WORK REQUEST
Print word for word the first line of the records below and every following line through the one containing "first (in the"; print nothing else.

Top of SOURCE MATERIAL

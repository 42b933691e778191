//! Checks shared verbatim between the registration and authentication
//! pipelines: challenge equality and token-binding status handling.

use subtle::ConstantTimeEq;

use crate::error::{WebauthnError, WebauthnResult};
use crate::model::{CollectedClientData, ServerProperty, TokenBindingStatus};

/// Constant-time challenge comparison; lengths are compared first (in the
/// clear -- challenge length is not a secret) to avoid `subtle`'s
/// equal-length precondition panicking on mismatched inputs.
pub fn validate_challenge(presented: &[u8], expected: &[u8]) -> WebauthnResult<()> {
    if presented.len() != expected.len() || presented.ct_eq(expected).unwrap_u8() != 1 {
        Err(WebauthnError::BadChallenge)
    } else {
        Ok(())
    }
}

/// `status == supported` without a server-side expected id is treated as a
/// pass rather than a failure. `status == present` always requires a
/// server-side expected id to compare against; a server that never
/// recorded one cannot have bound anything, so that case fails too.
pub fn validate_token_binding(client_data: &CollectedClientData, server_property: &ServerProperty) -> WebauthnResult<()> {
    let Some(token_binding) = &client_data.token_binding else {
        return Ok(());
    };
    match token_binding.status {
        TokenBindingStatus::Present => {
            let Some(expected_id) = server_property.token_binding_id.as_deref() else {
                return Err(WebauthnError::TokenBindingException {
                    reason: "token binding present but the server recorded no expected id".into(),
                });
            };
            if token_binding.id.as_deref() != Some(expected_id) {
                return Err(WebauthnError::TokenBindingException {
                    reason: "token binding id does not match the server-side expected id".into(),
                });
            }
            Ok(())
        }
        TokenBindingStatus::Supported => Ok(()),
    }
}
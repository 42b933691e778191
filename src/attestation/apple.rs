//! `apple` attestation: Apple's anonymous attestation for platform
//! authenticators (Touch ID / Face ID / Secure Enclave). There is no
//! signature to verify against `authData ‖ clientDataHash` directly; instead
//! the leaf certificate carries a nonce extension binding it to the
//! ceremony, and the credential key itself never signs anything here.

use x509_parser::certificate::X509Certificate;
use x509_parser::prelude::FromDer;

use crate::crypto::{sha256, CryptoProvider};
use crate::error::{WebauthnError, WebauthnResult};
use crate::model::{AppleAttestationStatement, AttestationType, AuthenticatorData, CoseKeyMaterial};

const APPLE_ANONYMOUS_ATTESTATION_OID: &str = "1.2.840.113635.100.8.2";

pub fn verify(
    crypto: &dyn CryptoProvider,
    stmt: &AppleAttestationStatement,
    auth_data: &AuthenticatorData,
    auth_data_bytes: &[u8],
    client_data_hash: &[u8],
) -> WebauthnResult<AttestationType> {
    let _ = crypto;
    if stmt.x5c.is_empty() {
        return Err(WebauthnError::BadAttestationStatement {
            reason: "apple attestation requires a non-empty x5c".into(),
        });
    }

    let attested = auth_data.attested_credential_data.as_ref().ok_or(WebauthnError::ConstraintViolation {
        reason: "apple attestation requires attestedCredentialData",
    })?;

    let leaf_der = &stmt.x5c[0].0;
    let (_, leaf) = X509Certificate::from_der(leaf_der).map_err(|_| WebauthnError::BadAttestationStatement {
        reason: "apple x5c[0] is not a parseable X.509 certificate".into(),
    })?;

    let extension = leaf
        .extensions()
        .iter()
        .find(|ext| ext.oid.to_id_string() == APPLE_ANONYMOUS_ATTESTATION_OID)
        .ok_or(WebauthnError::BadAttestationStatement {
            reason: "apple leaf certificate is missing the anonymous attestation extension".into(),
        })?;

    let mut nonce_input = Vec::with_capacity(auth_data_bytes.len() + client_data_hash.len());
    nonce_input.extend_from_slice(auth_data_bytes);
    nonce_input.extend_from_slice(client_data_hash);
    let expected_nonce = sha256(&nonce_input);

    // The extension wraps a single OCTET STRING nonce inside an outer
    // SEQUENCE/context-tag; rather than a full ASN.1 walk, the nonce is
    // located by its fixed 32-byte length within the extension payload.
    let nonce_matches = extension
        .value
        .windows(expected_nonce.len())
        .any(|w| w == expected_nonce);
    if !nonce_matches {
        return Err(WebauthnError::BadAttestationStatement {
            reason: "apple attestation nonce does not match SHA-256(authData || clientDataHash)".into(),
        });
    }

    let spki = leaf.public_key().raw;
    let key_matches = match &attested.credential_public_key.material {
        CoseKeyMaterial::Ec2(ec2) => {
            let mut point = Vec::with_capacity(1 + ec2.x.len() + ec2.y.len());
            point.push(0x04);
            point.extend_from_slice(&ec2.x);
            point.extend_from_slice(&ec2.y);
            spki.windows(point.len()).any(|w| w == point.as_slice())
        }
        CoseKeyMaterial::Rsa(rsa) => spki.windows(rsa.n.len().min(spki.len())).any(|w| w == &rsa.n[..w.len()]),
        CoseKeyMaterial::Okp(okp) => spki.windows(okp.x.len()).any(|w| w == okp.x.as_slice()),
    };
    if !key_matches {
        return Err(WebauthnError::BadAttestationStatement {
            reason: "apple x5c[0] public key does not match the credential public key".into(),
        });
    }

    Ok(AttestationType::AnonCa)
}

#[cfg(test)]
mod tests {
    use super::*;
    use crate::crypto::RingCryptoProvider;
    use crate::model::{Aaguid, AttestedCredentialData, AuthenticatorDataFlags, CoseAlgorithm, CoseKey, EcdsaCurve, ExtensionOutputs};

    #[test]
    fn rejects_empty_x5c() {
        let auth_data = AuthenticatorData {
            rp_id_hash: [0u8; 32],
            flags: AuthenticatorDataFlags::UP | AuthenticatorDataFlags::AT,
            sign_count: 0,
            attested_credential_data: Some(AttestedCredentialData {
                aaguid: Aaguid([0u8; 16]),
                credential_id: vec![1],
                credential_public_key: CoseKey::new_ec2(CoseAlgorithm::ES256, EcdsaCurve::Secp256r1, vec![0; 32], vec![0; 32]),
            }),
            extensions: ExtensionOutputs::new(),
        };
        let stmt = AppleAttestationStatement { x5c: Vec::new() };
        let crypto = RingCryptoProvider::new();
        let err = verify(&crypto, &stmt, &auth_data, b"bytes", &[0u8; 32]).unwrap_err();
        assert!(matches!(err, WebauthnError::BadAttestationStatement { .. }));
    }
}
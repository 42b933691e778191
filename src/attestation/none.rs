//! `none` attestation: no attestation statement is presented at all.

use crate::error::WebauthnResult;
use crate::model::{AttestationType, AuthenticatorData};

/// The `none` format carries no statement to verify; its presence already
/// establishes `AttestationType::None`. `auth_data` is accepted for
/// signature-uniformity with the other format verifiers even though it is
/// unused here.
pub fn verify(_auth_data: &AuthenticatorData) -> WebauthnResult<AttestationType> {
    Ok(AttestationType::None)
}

Bottom of SOURCE MATERIAL

EXERCISE RESPONSE
repository 42b933691e778191
//! Checks shared verbatim between the registration and authentication
//! pipelines: challenge equality and token-binding status handling.

use subtle::ConstantTimeEq;

use crate::error::{WebauthnError, WebauthnResult};
use crate::model::{CollectedClientData, ServerProperty, TokenBindingStatus};

/// Constant-time challenge comparison; lengths are compared first (in the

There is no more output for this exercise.